* **INPUT**:
####

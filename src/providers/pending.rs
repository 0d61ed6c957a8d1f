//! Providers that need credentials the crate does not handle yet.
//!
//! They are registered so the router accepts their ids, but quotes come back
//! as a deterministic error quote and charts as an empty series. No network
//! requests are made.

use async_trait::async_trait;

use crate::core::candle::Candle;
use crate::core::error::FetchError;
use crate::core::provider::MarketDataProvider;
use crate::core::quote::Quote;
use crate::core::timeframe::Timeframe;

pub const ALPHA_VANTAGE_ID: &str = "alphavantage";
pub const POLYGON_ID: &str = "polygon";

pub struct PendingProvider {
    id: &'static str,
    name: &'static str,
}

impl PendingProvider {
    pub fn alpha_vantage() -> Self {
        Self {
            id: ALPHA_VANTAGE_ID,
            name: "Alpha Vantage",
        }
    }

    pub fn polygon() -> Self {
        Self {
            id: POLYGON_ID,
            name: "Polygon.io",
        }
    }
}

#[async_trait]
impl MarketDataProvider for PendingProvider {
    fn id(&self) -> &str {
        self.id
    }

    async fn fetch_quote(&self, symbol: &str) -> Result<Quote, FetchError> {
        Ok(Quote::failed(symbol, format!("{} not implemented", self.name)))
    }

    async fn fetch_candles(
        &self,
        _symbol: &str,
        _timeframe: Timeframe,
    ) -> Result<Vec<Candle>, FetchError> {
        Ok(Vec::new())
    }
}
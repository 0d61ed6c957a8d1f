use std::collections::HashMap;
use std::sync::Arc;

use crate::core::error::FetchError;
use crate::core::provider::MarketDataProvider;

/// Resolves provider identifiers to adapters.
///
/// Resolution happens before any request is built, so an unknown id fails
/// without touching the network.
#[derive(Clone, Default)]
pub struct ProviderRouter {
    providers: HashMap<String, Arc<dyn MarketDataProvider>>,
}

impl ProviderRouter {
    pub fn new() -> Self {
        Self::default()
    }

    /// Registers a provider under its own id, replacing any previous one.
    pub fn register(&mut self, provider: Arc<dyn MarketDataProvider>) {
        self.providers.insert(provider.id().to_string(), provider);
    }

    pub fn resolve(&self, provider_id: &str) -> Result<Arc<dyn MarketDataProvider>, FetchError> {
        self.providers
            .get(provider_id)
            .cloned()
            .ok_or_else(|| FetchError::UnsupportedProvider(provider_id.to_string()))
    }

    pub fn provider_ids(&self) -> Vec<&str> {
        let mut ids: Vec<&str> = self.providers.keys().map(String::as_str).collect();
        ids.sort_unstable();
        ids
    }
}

####

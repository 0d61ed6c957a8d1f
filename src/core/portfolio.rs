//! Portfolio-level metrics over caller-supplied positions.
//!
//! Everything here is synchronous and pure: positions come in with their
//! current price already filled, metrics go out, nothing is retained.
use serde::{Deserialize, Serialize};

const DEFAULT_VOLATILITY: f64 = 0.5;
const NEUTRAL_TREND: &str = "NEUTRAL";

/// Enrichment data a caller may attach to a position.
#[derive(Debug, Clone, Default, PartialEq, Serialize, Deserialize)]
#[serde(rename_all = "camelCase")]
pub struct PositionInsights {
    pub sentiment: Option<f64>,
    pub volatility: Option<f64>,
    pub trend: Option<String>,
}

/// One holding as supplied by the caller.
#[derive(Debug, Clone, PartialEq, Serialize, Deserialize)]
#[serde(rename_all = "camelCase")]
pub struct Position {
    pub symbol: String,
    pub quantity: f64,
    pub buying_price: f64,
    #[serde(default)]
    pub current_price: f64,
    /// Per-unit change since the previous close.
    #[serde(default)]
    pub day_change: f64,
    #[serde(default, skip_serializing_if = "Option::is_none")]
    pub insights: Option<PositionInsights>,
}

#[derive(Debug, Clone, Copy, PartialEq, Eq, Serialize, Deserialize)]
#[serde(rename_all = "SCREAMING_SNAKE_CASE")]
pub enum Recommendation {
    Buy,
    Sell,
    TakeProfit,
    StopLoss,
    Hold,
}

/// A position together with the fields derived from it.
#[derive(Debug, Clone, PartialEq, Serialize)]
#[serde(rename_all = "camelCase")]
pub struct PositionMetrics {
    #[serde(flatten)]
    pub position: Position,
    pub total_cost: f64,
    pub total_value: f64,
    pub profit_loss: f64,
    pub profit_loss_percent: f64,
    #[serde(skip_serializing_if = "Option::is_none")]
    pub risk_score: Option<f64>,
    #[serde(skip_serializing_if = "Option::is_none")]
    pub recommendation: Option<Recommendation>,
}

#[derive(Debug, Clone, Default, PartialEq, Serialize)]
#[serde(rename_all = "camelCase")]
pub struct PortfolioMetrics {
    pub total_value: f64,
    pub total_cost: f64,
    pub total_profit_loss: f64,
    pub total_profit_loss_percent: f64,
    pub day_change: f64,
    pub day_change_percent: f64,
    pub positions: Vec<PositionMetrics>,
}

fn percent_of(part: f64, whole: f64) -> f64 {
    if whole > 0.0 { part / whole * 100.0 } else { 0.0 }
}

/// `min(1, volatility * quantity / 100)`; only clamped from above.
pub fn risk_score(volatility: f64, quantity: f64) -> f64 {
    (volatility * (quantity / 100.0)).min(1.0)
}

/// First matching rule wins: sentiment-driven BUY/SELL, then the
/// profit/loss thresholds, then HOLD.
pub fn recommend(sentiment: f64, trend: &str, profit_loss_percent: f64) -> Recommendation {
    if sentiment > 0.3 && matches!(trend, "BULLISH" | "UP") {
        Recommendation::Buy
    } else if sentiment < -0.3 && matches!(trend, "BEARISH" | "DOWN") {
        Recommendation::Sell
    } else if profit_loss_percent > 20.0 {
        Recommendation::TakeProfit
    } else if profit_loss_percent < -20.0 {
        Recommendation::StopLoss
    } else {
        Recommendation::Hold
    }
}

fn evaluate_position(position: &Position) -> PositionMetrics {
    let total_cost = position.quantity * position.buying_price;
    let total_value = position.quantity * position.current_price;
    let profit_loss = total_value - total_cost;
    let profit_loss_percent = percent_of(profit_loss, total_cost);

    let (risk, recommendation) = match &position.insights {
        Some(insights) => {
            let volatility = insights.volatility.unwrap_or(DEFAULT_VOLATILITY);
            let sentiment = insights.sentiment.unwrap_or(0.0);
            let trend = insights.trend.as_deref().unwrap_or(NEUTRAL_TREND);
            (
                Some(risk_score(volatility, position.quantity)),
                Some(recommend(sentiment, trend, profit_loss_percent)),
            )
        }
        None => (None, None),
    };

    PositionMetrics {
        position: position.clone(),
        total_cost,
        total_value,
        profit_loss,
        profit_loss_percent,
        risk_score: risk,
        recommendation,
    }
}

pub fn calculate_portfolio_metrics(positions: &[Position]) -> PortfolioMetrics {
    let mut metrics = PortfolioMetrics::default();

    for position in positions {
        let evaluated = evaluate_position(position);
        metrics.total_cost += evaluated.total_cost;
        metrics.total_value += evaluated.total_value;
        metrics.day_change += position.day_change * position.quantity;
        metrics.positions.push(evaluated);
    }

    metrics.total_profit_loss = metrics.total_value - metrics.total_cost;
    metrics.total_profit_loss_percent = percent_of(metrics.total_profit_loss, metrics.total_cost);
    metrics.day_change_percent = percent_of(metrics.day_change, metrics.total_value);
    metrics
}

####

* **EXERCISE OBJECTIVE**:
Each line containing the word "then" needs to be copied from the data above.

* **ANSWER FOR THIS EXERCISE**:
/// First matching rule wins: sentiment-driven BUY/SELL, then the
/// profit/loss thresholds, then HOLD.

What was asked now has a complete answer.